Stored items:
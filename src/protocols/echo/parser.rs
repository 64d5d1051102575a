//! Echo protocol header parser.

use bytes::{BufMut, BytesMut};

/// Parsed echo header.
#[derive(Debug, Clone, PartialEq, Eq)]
pub enum Header {
    /// Echo `length` payload bytes following a header of `header_len` bytes
    /// (length line + \r\n).
    Echo { length: usize, header_len: usize },
    /// Quit command.
    Quit,
    /// No complete header line yet.
    Incomplete,
    /// Not a length, or a length above the allowed maximum.
    Invalid(&'static str),
}

/// Parse an echo header from the start of `input`.
pub fn parse(input: &[u8], max_length: usize) -> Header {
    let Some(line_end) = find_crlf(input) else {
        return Header::Incomplete;
    };
    let line = &input[..line_end];

    if line.eq_ignore_ascii_case(b"QUIT") {
        return Header::Quit;
    }

    let Some(length) = std::str::from_utf8(line)
        .ok()
        .and_then(|s| s.parse::<usize>().ok())
    else {
        return Header::Invalid("invalid length");
    };
    if length > max_length {
        return Header::Invalid("payload too large");
    }

    Header::Echo {
        length,
        header_len: line_end + 2,
    }
}

/// Append an echo response header for `length` payload bytes.
pub fn put_header(length: usize, output: &mut BytesMut) {
    output.put_slice(length.to_string().as_bytes());
    output.put_slice(b"\r\n");
}

/// Position of the first \r\n, pointing at the \r.
fn find_crlf(buffer: &[u8]) -> Option<usize> {
    buffer.windows(2).position(|w| w == b"\r\n")
}

#[cfg(test)]
mod tests {
    use super::*;

    const MAX: usize = 1024;

    #[test]
    fn test_parse_echo() {
        assert_eq!(
            parse(b"100\r\nabc", MAX),
            Header::Echo {
                length: 100,
                header_len: 5
            }
        );
    }

    #[test]
    fn test_parse_quit() {
        assert_eq!(parse(b"quit\r\n", MAX), Header::Quit);
    }

    #[test]
    fn test_incomplete() {
        assert_eq!(parse(b"100", MAX), Header::Incomplete);
        assert_eq!(parse(b"100\r", MAX), Header::Incomplete);
    }

    #[test]
    fn test_invalid_length() {
        assert_eq!(parse(b"abc\r\n", MAX), Header::Invalid("invalid length"));
        assert_eq!(parse(b"-1\r\n", MAX), Header::Invalid("invalid length"));
        assert_eq!(parse(b"1025\r\n", MAX), Header::Invalid("payload too large"));
    }

    #[test]
    fn test_put_header() {
        let mut buf = BytesMut::new();
        put_header(12345, &mut buf);
        assert_eq!(&buf[..], b"12345\r\n");
    }
}
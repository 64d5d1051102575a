//! grow-a-server: an echo server on the pooled networking core
//!
//! Serves the length-prefixed echo protocol over:
//! - TCP with native async sockets
//! - TCP with blocking sockets on the blocking thread pool
//! - UDP, one datagram per frame
//!
//! Configuration via CLI arguments or TOML file.

use grow_a_server::config::Config;
use grow_a_server::protocols::echo::{EchoProtocol, EchoServlet};
use grow_a_server::runtime::{BufferPool, Dispatcher, Listener};
use std::sync::Arc;
use std::time::Duration;
use tracing::info;
use tracing_subscriber::EnvFilter;

fn main() -> Result<(), Box<dyn std::error::Error>> {
    // Load configuration
    let config = Config::load()?;

    // Initialize logging
    let filter =
        EnvFilter::try_from_default_env().unwrap_or_else(|_| EnvFilter::new(&config.log_level));

    tracing_subscriber::fmt()
        .with_env_filter(filter)
        .with_target(false)
        .init();

    info!(
        listen = %config.listen,
        kind = ?config.connection_kind(),
        workers = config.workers,
        buffer_capacity = config.buffer_capacity,
        "Starting grow-a-server"
    );

    let runtime = tokio::runtime::Builder::new_multi_thread()
        .worker_threads(config.workers)
        .thread_name("worker")
        .enable_all()
        .build()?;

    let buffers = Arc::new(BufferPool::new(
        config.buffer_pool_size,
        config.buffer_capacity,
    ));
    let dispatcher = Dispatcher::new(
        EchoProtocol::default(),
        EchoServlet,
        Arc::clone(&buffers),
        config.exchange_config(),
        runtime.handle().clone(),
    );

    let listener = Listener::open(config.connection_kind(), buffers, runtime.handle().clone());
    let addr = listener.bind(config.listen, config.backlog)?;
    listener.accept(dispatcher.clone())?;
    info!(address = %addr, "Accepting connections");

    runtime.block_on(tokio::signal::ctrl_c())?;

    info!("Shutting down");
    listener.close();
    let stats = dispatcher.stats();
    info!(
        exchanges = stats.exchanges,
        ill_requests = stats.ill_requests,
        io_errors = stats.io_errors,
        servlet_faults = stats.servlet_faults,
        "Server stopped"
    );

    // Blocking-mode reads may still be parked on the blocking pool
    runtime.shutdown_timeout(Duration::from_secs(1));
    Ok(())
}
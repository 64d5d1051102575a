//! Protocol implementations.
//!
//! Each protocol supplies framing hooks (`runtime::Protocol`) and a servlet
//! (`runtime::Servlet`) that the dispatcher drives.
//!
//! - `echo`: length-prefixed echo service for throughput and I/O testing

pub mod echo;
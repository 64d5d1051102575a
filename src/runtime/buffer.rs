//! Pooled byte buffers.
//!
//! Provides fixed-capacity buffer allocation without per-operation malloc
//! overhead. Every buffer drawn from the pool goes back to it exactly once:
//! I/O primitives take buffers by value and always hand them back, so the
//! caller can offer them along every exit path.
//!
//! ## Buffer Chains
//!
//! A response may be composed of several independently owned buffers
//! (header + body, or a large payload split across pool buffers).
//! `BufferChain` holds them as one logical write, tracks how far a partial
//! write got, and releases fully drained buffers as it advances.

use crate::runtime::pool::{ObjectPool, PoolStats};
use bytes::BytesMut;
use std::collections::VecDeque;
use std::io::IoSlice;

/// Thread-safe pool of fixed-capacity buffers.
///
/// Buffers are cleared on return. A buffer whose capacity dropped below the
/// pool's buffer size (e.g. after `split_to`) is not taken back.
#[derive(Debug)]
pub struct BufferPool {
    inner: ObjectPool<BytesMut>,
    buffer_size: usize,
}

impl BufferPool {
    /// Create a new buffer pool.
    ///
    /// # Arguments
    /// * `max_idle` - Maximum number of idle buffers kept for reuse
    /// * `size` - Capacity of each buffer in bytes
    pub fn new(max_idle: usize, size: usize) -> Self {
        Self {
            inner: ObjectPool::new(
                max_idle,
                move || BytesMut::with_capacity(size),
                move |buf: &mut BytesMut| {
                    buf.clear();
                    buf.capacity() >= size
                },
            ),
            buffer_size: size,
        }
    }

    /// Take a cleared buffer from the pool.
    pub fn get(&self) -> BytesMut {
        self.inner.get()
    }

    /// Return a buffer to the pool.
    pub fn offer(&self, buf: BytesMut) {
        self.inner.offer(buf);
    }

    /// Get the capacity of each buffer.
    pub fn buffer_size(&self) -> usize {
        self.buffer_size
    }

    /// Get the number of idle buffers.
    pub fn available(&self) -> usize {
        self.inner.idle()
    }

    /// Pool counters.
    pub fn stats(&self) -> PoolStats {
        self.inner.stats()
    }
}

/// An ordered set of owned buffers written as one logical operation.
///
/// The chain remembers how many bytes of its front buffer were already
/// written, so a partial scatter/gather write can be resumed with only the
/// remaining bytes.
#[derive(Debug, Default)]
pub struct BufferChain {
    /// Buffers in write order.
    buffers: VecDeque<BytesMut>,
    /// Bytes of the front buffer already written.
    head_written: usize,
}

impl BufferChain {
    /// Create a new empty buffer chain.
    pub fn new() -> Self {
        Self::default()
    }

    /// Append a buffer to the end of the chain. Empty buffers are kept so
    /// that they are handed back on release like any other.
    pub fn push(&mut self, buf: BytesMut) {
        self.buffers.push_back(buf);
    }

    /// Bytes not yet written.
    pub fn remaining(&self) -> usize {
        self.buffers.iter().map(|b| b.len()).sum::<usize>() - self.head_written
    }

    /// Check if every byte of the chain has been written.
    pub fn is_empty(&self) -> bool {
        self.remaining() == 0
    }

    /// Number of buffers still held by the chain.
    pub fn buffer_count(&self) -> usize {
        self.buffers.len()
    }

    /// Create IoSlice views over the unwritten bytes, for scatter-gather I/O.
    pub fn io_slices(&self) -> Vec<IoSlice<'_>> {
        let mut slices = Vec::with_capacity(self.buffers.len());
        for (i, buf) in self.buffers.iter().enumerate() {
            let start = if i == 0 { self.head_written } else { 0 };
            if start < buf.len() {
                slices.push(IoSlice::new(&buf[start..]));
            }
        }
        slices
    }

    /// Mark `cnt` bytes as written.
    ///
    /// Buffers that become fully drained are removed from the chain and
    /// passed to `drained`, in order.
    pub fn advance(&mut self, mut cnt: usize, mut drained: impl FnMut(BytesMut)) {
        while let Some(front) = self.buffers.front() {
            let left = front.len() - self.head_written;
            if cnt < left {
                self.head_written += cnt;
                return;
            }
            cnt -= left;
            self.head_written = 0;
            if let Some(buf) = self.buffers.pop_front() {
                drained(buf);
            }
            if cnt == 0 && self.buffers.front().is_some_and(|b| !b.is_empty()) {
                return;
            }
        }
    }

    /// Hand every remaining buffer to `release`, leaving the chain empty.
    pub fn release(&mut self, mut release: impl FnMut(BytesMut)) {
        self.head_written = 0;
        for buf in self.buffers.drain(..) {
            release(buf);
        }
    }
}

impl From<BytesMut> for BufferChain {
    fn from(buf: BytesMut) -> Self {
        let mut chain = Self::new();
        chain.push(buf);
        chain
    }
}

impl From<Vec<BytesMut>> for BufferChain {
    fn from(buffers: Vec<BytesMut>) -> Self {
        Self {
            buffers: buffers.into(),
            head_written: 0,
        }
    }
}

#[cfg(test)]
mod tests {
    use super::*;

    fn filled(pool: &BufferPool, data: &[u8]) -> BytesMut {
        let mut buf = pool.get();
        buf.extend_from_slice(data);
        buf
    }

    #[test]
    fn test_buffer_pool_basic() {
        let pool = BufferPool::new(4, 1024);
        assert_eq!(pool.buffer_size(), 1024);
        assert_eq!(pool.available(), 0);

        let mut b0 = pool.get();
        assert!(b0.capacity() >= 1024);
        b0.extend_from_slice(b"hello");
        pool.offer(b0);
        assert_eq!(pool.available(), 1);

        // Reused buffer comes back cleared
        let b1 = pool.get();
        assert!(b1.is_empty());
        assert_eq!(pool.stats().created, 1);
        pool.offer(b1);
    }

    #[test]
    fn test_buffer_pool_rejects_shrunk_buffer() {
        let pool = BufferPool::new(4, 64);
        let mut buf = pool.get();
        buf.extend_from_slice(&[0u8; 64]);
        let _head = buf.split_to(32);
        pool.offer(buf);
        assert_eq!(pool.available(), 0);
        assert_eq!(pool.stats().recycled, 0);
    }

    #[test]
    fn test_buffer_chain_partial_advance() {
        let pool = BufferPool::new(4, 64);
        let mut chain = BufferChain::new();
        chain.push(filled(&pool, b"head"));
        chain.push(filled(&pool, b"body!"));
        assert_eq!(chain.remaining(), 9);

        let mut drained = Vec::new();
        chain.advance(2, |b| drained.push(b));
        assert!(drained.is_empty());
        let slices = chain.io_slices();
        assert_eq!(slices.len(), 2);
        assert_eq!(&*slices[0], b"ad");

        // Crossing the buffer boundary drains the header
        chain.advance(3, |b| drained.push(b));
        assert_eq!(drained.len(), 1);
        assert_eq!(&drained[0][..], b"head");
        let slices = chain.io_slices();
        assert_eq!(slices.len(), 1);
        assert_eq!(&*slices[0], b"ody!");

        chain.advance(4, |b| drained.push(b));
        assert!(chain.is_empty());
        assert_eq!(drained.len(), 2);
        assert_eq!(chain.buffer_count(), 0);
    }

    #[test]
    fn test_buffer_chain_release_returns_everything() {
        let pool = BufferPool::new(8, 64);
        let mut chain = BufferChain::from(vec![
            filled(&pool, b"a"),
            filled(&pool, b""),
            filled(&pool, b"c"),
        ]);
        chain.advance(1, |b| pool.offer(b));
        chain.release(|b| pool.offer(b));

        let stats = pool.stats();
        assert_eq!(stats.polled, 3);
        assert_eq!(stats.offered, 3);
        assert_eq!(chain.buffer_count(), 0);
    }

    #[test]
    fn test_buffer_chain_skips_empty_buffers_when_draining() {
        let pool = BufferPool::new(8, 64);
        let mut chain = BufferChain::from(vec![filled(&pool, b"ab"), filled(&pool, b"")]);
        let mut drained = 0;
        chain.advance(2, |_| drained += 1);
        assert_eq!(drained, 2);
        assert!(chain.is_empty());
    }
}
//! Echo framing hooks.

use super::parser::{self, Header};
use crate::runtime::exchange::{FrameStatus, Protocol, Request};
use bytes::BytesMut;
use tracing::debug;

/// Largest payload accepted by default.
pub const MAX_ECHO_SIZE: usize = 16 * 1024 * 1024;

/// Echo protocol: `<length>\r\n<data>` frames and `QUIT`.
#[derive(Debug, Clone)]
pub struct EchoProtocol {
    max_payload: usize,
}

impl EchoProtocol {
    pub fn new(max_payload: usize) -> Self {
        Self { max_payload }
    }

    pub fn max_payload(&self) -> usize {
        self.max_payload
    }
}

impl Default for EchoProtocol {
    fn default() -> Self {
        Self::new(MAX_ECHO_SIZE)
    }
}

/// Parse state of one echo request.
#[derive(Debug, Default)]
pub struct EchoFrame {
    /// Payload collected so far.
    pub payload: BytesMut,
    /// Payload bytes still to be read.
    pub remaining: usize,
    pub quit: bool,
}

impl Protocol for EchoProtocol {
    type Frame = EchoFrame;

    fn read_header(&self, request: &mut Request<Self>, buf: &mut BytesMut) -> FrameStatus {
        match parser::parse(buf, self.max_payload) {
            Header::Incomplete => FrameStatus::Incomplete,
            Header::Invalid(reason) => {
                debug!(reason, "Invalid echo header");
                FrameStatus::Malformed
            }
            Header::Quit => {
                request.frame_mut().quit = true;
                FrameStatus::Complete
            }
            Header::Echo { length, header_len } => {
                request.set_keep_alive(true);
                let available = (buf.len() - header_len).min(length);
                let frame = request.frame_mut();
                frame.payload.reserve(length);
                frame
                    .payload
                    .extend_from_slice(&buf[header_len..header_len + available]);
                frame.remaining = length - available;
                match frame.remaining {
                    0 => FrameStatus::Complete,
                    n => FrameStatus::NeedBody(n),
                }
            }
        }
    }

    fn read_body(&self, request: &mut Request<Self>, buf: &mut BytesMut) -> usize {
        let frame = request.frame_mut();
        let take = frame.remaining.min(buf.len());
        frame.payload.extend_from_slice(&buf[..take]);
        frame.remaining -= take;
        take
    }

    fn recycle(&self, frame: &mut EchoFrame) {
        // Keep the payload allocation unless it grew past one large frame.
        if frame.payload.capacity() > 64 * 1024 {
            frame.payload = BytesMut::new();
        } else {
            frame.payload.clear();
        }
        frame.remaining = 0;
        frame.quit = false;
    }
}

#[cfg(test)]
mod tests {
    use super::*;
    use crate::runtime::buffer::BufferPool;
    use crate::runtime::exchange::{Exchange, ExchangeStats};
    use std::sync::Arc;

    fn exchange() -> Exchange<EchoProtocol> {
        Exchange::new(
            Arc::new(BufferPool::new(1, 64)),
            Arc::new(ExchangeStats::default()),
        )
    }

    #[test]
    fn test_header_with_whole_payload() {
        let mut ex = exchange();
        let mut buf = BytesMut::from(&b"5\r\nhello"[..]);
        let status = EchoProtocol::default().read_header(&mut ex.request, &mut buf);
        assert_eq!(status, FrameStatus::Complete);
        assert!(ex.request.keep_alive());
        assert_eq!(&ex.request.frame().payload[..], b"hello");
    }

    #[test]
    fn test_header_then_body() {
        let proto = EchoProtocol::default();
        let mut ex = exchange();
        let mut buf = BytesMut::from(&b"8\r\nabc"[..]);
        assert_eq!(
            proto.read_header(&mut ex.request, &mut buf),
            FrameStatus::NeedBody(5)
        );

        let mut body = BytesMut::from(&b"defgh"[..]);
        assert_eq!(proto.read_body(&mut ex.request, &mut body), 5);
        assert_eq!(&ex.request.frame().payload[..], b"abcdefgh");
        assert_eq!(ex.request.frame().remaining, 0);

        proto.recycle(ex.request.frame_mut());
        assert!(ex.request.frame().payload.is_empty());
    }

    #[test]
    fn test_quit_and_invalid() {
        let proto = EchoProtocol::new(4);
        let mut ex = exchange();

        let mut quit = BytesMut::from(&b"QUIT\r\n"[..]);
        assert_eq!(proto.read_header(&mut ex.request, &mut quit), FrameStatus::Complete);
        assert!(ex.request.frame().quit);
        assert!(!ex.request.keep_alive());

        let mut big = BytesMut::from(&b"5\r\nhello"[..]);
        assert_eq!(proto.read_header(&mut ex.request, &mut big), FrameStatus::Malformed);

        let mut partial = BytesMut::from(&b"12"[..]);
        assert_eq!(
            proto.read_header(&mut ex.request, &mut partial),
            FrameStatus::Incomplete
        );
    }
}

## WHAT TO WORK ON:
In the records, locate each line holding the string "allocation" and copy it.

## PROBLEM SOLUTION:
//! Provides fixed-capacity buffer allocation without per-operation malloc
        // Keep the payload allocation unless it grew past one large frame.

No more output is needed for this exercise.